Митя замолчал. Несколько дней назад, когда он встречал нас на вокзале, я обрадовалась, найдя, что он почти не переменился за год. Но сейчас, в сумерках, что-то орлиное, мрачное стало заметно в его осунувшемся лице с высоко поднятыми бровями.
– Не очень, – грустно повторил он. – Вы не поверите, Таня, как много сил я трачу, чтобы забыть о ней. Я стараюсь вспомнить ваши доводы и нахожу тысячи возражений, которые вам и Андрею показались бы, вероятно, просто смешными. Каждое утро я задаю себе урок – не думать о ней. Я разорвал единственную фотографию, которую привез с собой из Москвы, а потом целую ночь составлял ее из кусочков и клеил. Вот, взгляните.
Должно быть, Глафира Сергеевна была снята давно, лет десять тому назад. Прелестное, задумчивое лицо с нежным овалом, с тонко очерченным, немного припухшим ртом смотрело на меня с портрета. В сумерках трудно было заметить, что портрет был разорван и склеен.
– Вот так-то, милый друг… Здесь, в Ростове, я встретился… Меня познакомили с одной женщиной, и мне показалось. Это очень хорошая женщина, умная и простая…
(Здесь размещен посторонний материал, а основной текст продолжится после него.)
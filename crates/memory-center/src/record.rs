use std::collections::BTreeMap;

use chrono::{DateTime, NaiveDateTime, Utc};
use indexmap::IndexMap;
use serde::{Deserialize, Serialize};
use serde_json::Value;

use crate::FORMAT_VERSION;

/// One stored value and when it was last written.
#[derive(Clone, Debug, PartialEq, Serialize, Deserialize)]
pub struct MemoryFact {
    pub value: Value,
    pub updated_at: DateTime<Utc>,
}

/// Flattened view of a fact, used for listings and oracle context.
#[derive(Clone, Debug, PartialEq, Serialize, Deserialize)]
pub struct MemoryEntry {
    pub category: String,
    pub key: String,
    pub value: Value,
    pub updated_at: DateTime<Utc>,
}

/// In-memory image of the store: category -> key -> fact, insertion ordered.
#[derive(Clone, Debug, Default, PartialEq, Serialize, Deserialize)]
pub struct MemoryRecord {
    #[serde(default)]
    categories: IndexMap<String, IndexMap<String, MemoryFact>>,
}

impl MemoryRecord {
    pub fn new() -> Self {
        Self::default()
    }

    /// Insert or replace `category/key`. Returns true when the key was new.
    pub fn upsert(&mut self, category: &str, key: &str, value: Value) -> bool {
        self.upsert_at(category, key, value, Utc::now())
    }

    fn upsert_at(&mut self, category: &str, key: &str, value: Value, at: DateTime<Utc>) -> bool {
        let facts = self.categories.entry(category.to_string()).or_default();
        let fact = MemoryFact {
            value,
            updated_at: at,
        };
        facts.insert(key.to_string(), fact).is_none()
    }

    pub fn get(&self, category: &str, key: &str) -> Option<&MemoryFact> {
        self.categories.get(category)?.get(key)
    }

    pub fn category(&self, category: &str) -> Option<&IndexMap<String, MemoryFact>> {
        self.categories.get(category)
    }

    pub fn category_names(&self) -> impl Iterator<Item = &str> {
        self.categories.keys().map(String::as_str)
    }

    /// Remove one category, or everything when `category` is `None`.
    /// Returns the number of facts dropped; unknown categories drop nothing.
    pub fn clear(&mut self, category: Option<&str>) -> usize {
        match category {
            Some(name) => self
                .categories
                .shift_remove(name)
                .map(|facts| facts.len())
                .unwrap_or(0),
            None => {
                let removed = self.len();
                self.categories.clear();
                removed
            }
        }
    }

    pub fn len(&self) -> usize {
        self.categories.values().map(IndexMap::len).sum()
    }

    pub fn is_empty(&self) -> bool {
        self.len() == 0
    }

    pub fn entries(&self) -> Vec<MemoryEntry> {
        self.categories
            .iter()
            .flat_map(|(category, facts)| {
                facts.iter().map(move |(key, fact)| MemoryEntry {
                    category: category.clone(),
                    key: key.clone(),
                    value: fact.value.clone(),
                    updated_at: fact.updated_at,
                })
            })
            .collect()
    }

    /// The `limit` most recently written facts, newest first.
    pub fn recent(&self, limit: usize) -> Vec<MemoryEntry> {
        let mut entries = self.entries();
        entries.sort_by(|a, b| b.updated_at.cmp(&a.updated_at));
        entries.truncate(limit);
        entries
    }

    /// Facts whose key names `host`, either exactly or as a path under it.
    pub fn facts_for_host(&self, host: &str) -> Vec<MemoryEntry> {
        let host = host.to_ascii_lowercase();
        self.entries()
            .into_iter()
            .filter(|entry| {
                let key = entry.key.to_ascii_lowercase();
                key == host
                    || key
                        .strip_prefix(host.as_str())
                        .is_some_and(|rest| rest.starts_with('/') || rest.starts_with(':'))
            })
            .collect()
    }

    pub(crate) fn to_file(&self) -> MemoryFile {
        MemoryFile {
            version: FORMAT_VERSION,
            categories: self.categories.clone(),
        }
    }

    /// Decode either the versioned layout or the older flat layout.
    pub(crate) fn from_slice(bytes: &[u8]) -> Result<Self, serde_json::Error> {
        match serde_json::from_slice::<StoredMemory>(bytes)? {
            StoredMemory::Current(file) => Ok(Self {
                categories: file.categories,
            }),
            StoredMemory::Legacy(entries) => Ok(Self::from_legacy(entries)),
        }
    }

    fn from_legacy(entries: BTreeMap<String, LegacyEntry>) -> Self {
        let mut ordered: Vec<LegacyEntry> = entries.into_values().collect();
        ordered.sort_by(|a, b| a.timestamp.cmp(&b.timestamp));
        let mut record = Self::new();
        for entry in ordered {
            let at = entry
                .timestamp
                .as_deref()
                .and_then(parse_legacy_timestamp)
                .unwrap_or_else(Utc::now);
            record.upsert_at(&entry.category, &entry.key, entry.value, at);
        }
        record
    }
}

#[derive(Debug, Serialize, Deserialize)]
pub(crate) struct MemoryFile {
    #[serde(default = "default_version")]
    pub version: u32,
    pub categories: IndexMap<String, IndexMap<String, MemoryFact>>,
}

fn default_version() -> u32 {
    FORMAT_VERSION
}

#[derive(Debug, Deserialize)]
#[serde(untagged)]
enum StoredMemory {
    Current(MemoryFile),
    Legacy(BTreeMap<String, LegacyEntry>),
}

#[derive(Debug, Deserialize)]
struct LegacyEntry {
    key: String,
    value: Value,
    #[serde(default = "default_legacy_category")]
    category: String,
    #[serde(default)]
    timestamp: Option<String>,
}

fn default_legacy_category() -> String {
    "general".to_string()
}

fn parse_legacy_timestamp(raw: &str) -> Option<DateTime<Utc>> {
    if let Ok(parsed) = DateTime::parse_from_rfc3339(raw) {
        return Some(parsed.with_timezone(&Utc));
    }
    NaiveDateTime::parse_from_str(raw, "%Y-%m-%dT%H:%M:%S%.f")
        .ok()
        .map(|naive| naive.and_utc())
}

#[cfg(test)]
mod tests {
    use super::*;
    use serde_json::json;

    #[test]
    fn upsert_replaces_existing_key() {
        let mut record = MemoryRecord::new();
        assert!(record.upsert("website", "example.com", json!("first")));
        assert!(!record.upsert("website", "example.com", json!("second")));
        assert_eq!(record.len(), 1);
        assert_eq!(
            record.get("website", "example.com").unwrap().value,
            json!("second")
        );
    }

    #[test]
    fn merging_same_value_twice_is_idempotent() {
        let mut once = MemoryRecord::new();
        once.upsert("prefs", "lang", json!("en"));
        let mut twice = once.clone();
        twice.upsert("prefs", "lang", json!("en"));
        assert_eq!(once.entries().len(), twice.entries().len());
        assert_eq!(
            once.get("prefs", "lang").unwrap().value,
            twice.get("prefs", "lang").unwrap().value
        );
    }

    #[test]
    fn clear_is_scoped_and_idempotent() {
        let mut record = MemoryRecord::new();
        record.upsert("website", "a.com", json!(1));
        record.upsert("website", "b.com", json!(2));
        record.upsert("prefs", "lang", json!("en"));

        assert_eq!(record.clear(Some("missing")), 0);
        assert_eq!(record.clear(Some("website")), 2);
        assert_eq!(record.clear(Some("website")), 0);
        assert!(record.get("prefs", "lang").is_some());

        assert_eq!(record.clear(None), 1);
        assert!(record.is_empty());
    }

    #[test]
    fn facts_for_host_matches_host_and_paths() {
        let mut record = MemoryRecord::new();
        record.upsert("website", "example.com", json!("root"));
        record.upsert("website", "example.com/pricing", json!("pricing"));
        record.upsert("website", "example.com.evil.net", json!("other"));
        record.upsert("exploration", "Example.com/docs", json!("docs"));

        let keys: Vec<String> = record
            .facts_for_host("example.com")
            .into_iter()
            .map(|entry| entry.key)
            .collect();
        assert_eq!(
            keys,
            vec!["example.com", "example.com/pricing", "Example.com/docs"]
        );
    }

    #[test]
    fn recent_returns_newest_first() {
        let mut record = MemoryRecord::new();
        let base = Utc::now();
        record.upsert_at("a", "old", json!(1), base - chrono::Duration::seconds(10));
        record.upsert_at("b", "new", json!(2), base);
        record.upsert_at("a", "mid", json!(3), base - chrono::Duration::seconds(5));

        let recent = record.recent(2);
        assert_eq!(recent.len(), 2);
        assert_eq!(recent[0].key, "new");
        assert_eq!(recent[1].key, "mid");
    }

    #[test]
    fn decodes_flat_layout() {
        let raw = br#"{
            "5b1c": {"key": "google.com", "value": "search engine", "category": "website", "timestamp": "2024-03-01T10:00:00.123456"},
            "0a9f": {"key": "name", "value": "Ada", "category": "user_info", "timestamp": "2024-03-01T09:00:00"}
        }"#;
        let record = MemoryRecord::from_slice(raw).unwrap();
        assert_eq!(record.len(), 2);
        assert_eq!(
            record.get("website", "google.com").unwrap().value,
            json!("search engine")
        );
        let names: Vec<&str> = record.category_names().collect();
        assert_eq!(names, vec!["user_info", "website"]);
    }

    #[test]
    fn decodes_versioned_layout() {
        let mut record = MemoryRecord::new();
        record.upsert("website", "example.com", json!({"title": "Example"}));
        let bytes = serde_json::to_vec(&record.to_file()).unwrap();
        let decoded = MemoryRecord::from_slice(&bytes).unwrap();
        assert_eq!(decoded, record);
    }
}
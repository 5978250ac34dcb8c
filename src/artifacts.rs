//! Debug artifacts: one screenshot per iteration plus a JSON-lines step log.

use std::fs::{self, OpenOptions};
use std::io::Write;
use std::path::{Path, PathBuf};

use agent_core::{ActionOutcome, AgentDecision, DebugSink};
use chrono::Utc;
use serde_json::json;
use tracing::{debug, warn};
use webpilot_core_types::Observation;

pub const STEP_LOG: &str = "steps.jsonl";

/// Writes `step_<n>_<timestamp>.png` and appends decisions/outcomes to
/// `steps.jsonl` under one directory. I/O failures are logged and ignored.
pub struct ArtifactSink {
    dir: PathBuf,
}

impl ArtifactSink {
    pub fn new(dir: impl Into<PathBuf>) -> std::io::Result<Self> {
        let dir = dir.into();
        fs::create_dir_all(&dir)?;
        Ok(Self { dir })
    }

    pub fn dir(&self) -> &Path {
        &self.dir
    }

    fn append(&self, record: serde_json::Value) {
        let path = self.dir.join(STEP_LOG);
        let result = OpenOptions::new()
            .create(true)
            .append(true)
            .open(&path)
            .and_then(|mut file| writeln!(file, "{record}"));
        if let Err(err) = result {
            warn!(path = %path.display(), error = %err, "failed to append step log");
        }
    }
}

impl DebugSink for ArtifactSink {
    fn on_observation(&self, iteration: u32, observation: &Observation) {
        let Some(screenshot) = &observation.screenshot else {
            return;
        };
        let name = format!(
            "step_{iteration:03}_{}.png",
            Utc::now().format("%Y%m%d_%H%M%S")
        );
        let path = self.dir.join(name);
        match fs::write(&path, &screenshot.png) {
            Ok(()) => debug!(path = %path.display(), "screenshot saved"),
            Err(err) => warn!(path = %path.display(), error = %err, "failed to save screenshot"),
        }
    }

    fn on_decision(&self, iteration: u32, decision: &AgentDecision) {
        self.append(json!({
            "iteration": iteration,
            "at": Utc::now().to_rfc3339(),
            "decision": decision,
        }));
    }

    fn on_outcome(&self, iteration: u32, outcome: &ActionOutcome) {
        self.append(json!({
            "iteration": iteration,
            "at": Utc::now().to_rfc3339(),
            "outcome": outcome,
        }));
    }
}

#[cfg(test)]
mod tests {
    use super::*;
    use agent_core::Action;

    #[test]
    fn writes_screenshots_and_step_log() {
        let dir = tempfile::tempdir().unwrap();
        let sink = ArtifactSink::new(dir.path().join("shots")).unwrap();

        let observation =
            Observation::new("https://example.com/", None, "hi").with_screenshot(vec![1, 2, 3]);
        sink.on_observation(1, &observation);
        sink.on_observation(2, &Observation::new("https://example.com/", None, "no image"));
        sink.on_decision(1, &AgentDecision::new(Action::Wait { duration_ms: 10 }));
        sink.on_outcome(1, &ActionOutcome::completed());

        let pngs: Vec<_> = fs::read_dir(sink.dir())
            .unwrap()
            .filter_map(Result::ok)
            .filter(|entry| entry.path().extension().is_some_and(|ext| ext == "png"))
            .collect();
        assert_eq!(pngs.len(), 1);
        assert!(pngs[0].file_name().to_string_lossy().starts_with("step_001_"));

        let log = fs::read_to_string(sink.dir().join(STEP_LOG)).unwrap();
        let lines: Vec<serde_json::Value> = log
            .lines()
            .map(|line| serde_json::from_str(line).unwrap())
            .collect();
        assert_eq!(lines.len(), 2);
        assert_eq!(lines[0]["decision"]["action"]["action"], "wait");
        assert_eq!(lines[1]["outcome"]["outcome"], "completed");
    }
}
Митя снова замолчал. Он был очень взволнован.
– И что же?
– Да ничего. А ведь очень милая. Красивая.
– Она врач?
– Почему вы догадались? – живо спросил Митя. – Да, хирург. Ученица Б. – И он назвал знаменитого ростовского врача, который приезжал в зерносовхоз к Репнину. – Я ей говорил, что Глафира Сергеевна всю жизнь требовала, чтобы я перестал быть самим собой. А она спрашивает: «Она хотела этого для себя? Или для вас?»
– И что же?
– А как бы вы, Таня, ответили на этот вопрос?
– Разумеется, для себя. Если иметь в виду, что она хотела сделать из вас не ученого, а карьериста. Ох, Митя, вы всегда понимали ее слишком сложно! Ведь, в сущности говоря, Глафира Сергеевна – простой человек. Она надеялась, что вы отдадите все силы своего ума и души тому делу, которое кажется ей самым важным: устройству удобной, легкой, великолепной жизни. А вы погрузились в изучение вирусной теории происхождения рака – весьма запутанный вопрос, не имеющий к легкой жизни даже самого отдаленного отношения. И все это стало так заметно, когда она…
Теперь я замолчала.
– Говорите, Таня.
– Когда, выйдя замуж за Валентина Сергеевича, она получила возможность показывать гостям альбом с газетными вырезками, в которых хоть раз упомянута фамилия Крамова.
Митя сидел выпрямившись, откинув плечи и неподвижно глядя на линию фонарей, изогнувшуюся на повороте и уходящую в темноту вдоль бульвара…
У СТАРЫХ ДРУЗЕЙ
Все эти годы я следила за жизнью «Зерносовхоза-5» – и не только по газетам. Старые друзья не забыли обо мне, писали, хотя и не особенно часто. Я знала, что к зерносовхозу подведена железнодорожная ветка, что снимают теперь 15-17 центнеров зерна с гектара, что липки вдоль проспекта Коммуны подросли и стали, как писал Бородулин, «типичными, нормальными липами». Меня давно тянуло в зерносовхоз, где были проведены такие трудные, но хорошие годы.
Я знала, что вскоре после моего отъезда Репнин затосковал и вдруг исчез… Куда? Этот вопрос на все лады разбирался в зерносовхозе. Почему перед своим исчезновением он часто бывал в Сальском райздраве? Почему, встречаясь с друзьями, горячо осуждал недостаток хороших фельдшеров в зерносовхозе, без которых, по его мнению, поставить медицинское обслуживание на должную высоту было невозможно? И все объяснилось, когда Репнин вернулся с молодой женой, некой М. Спешневой, которая стала работать фельдшером в медпункте зерносовхоза.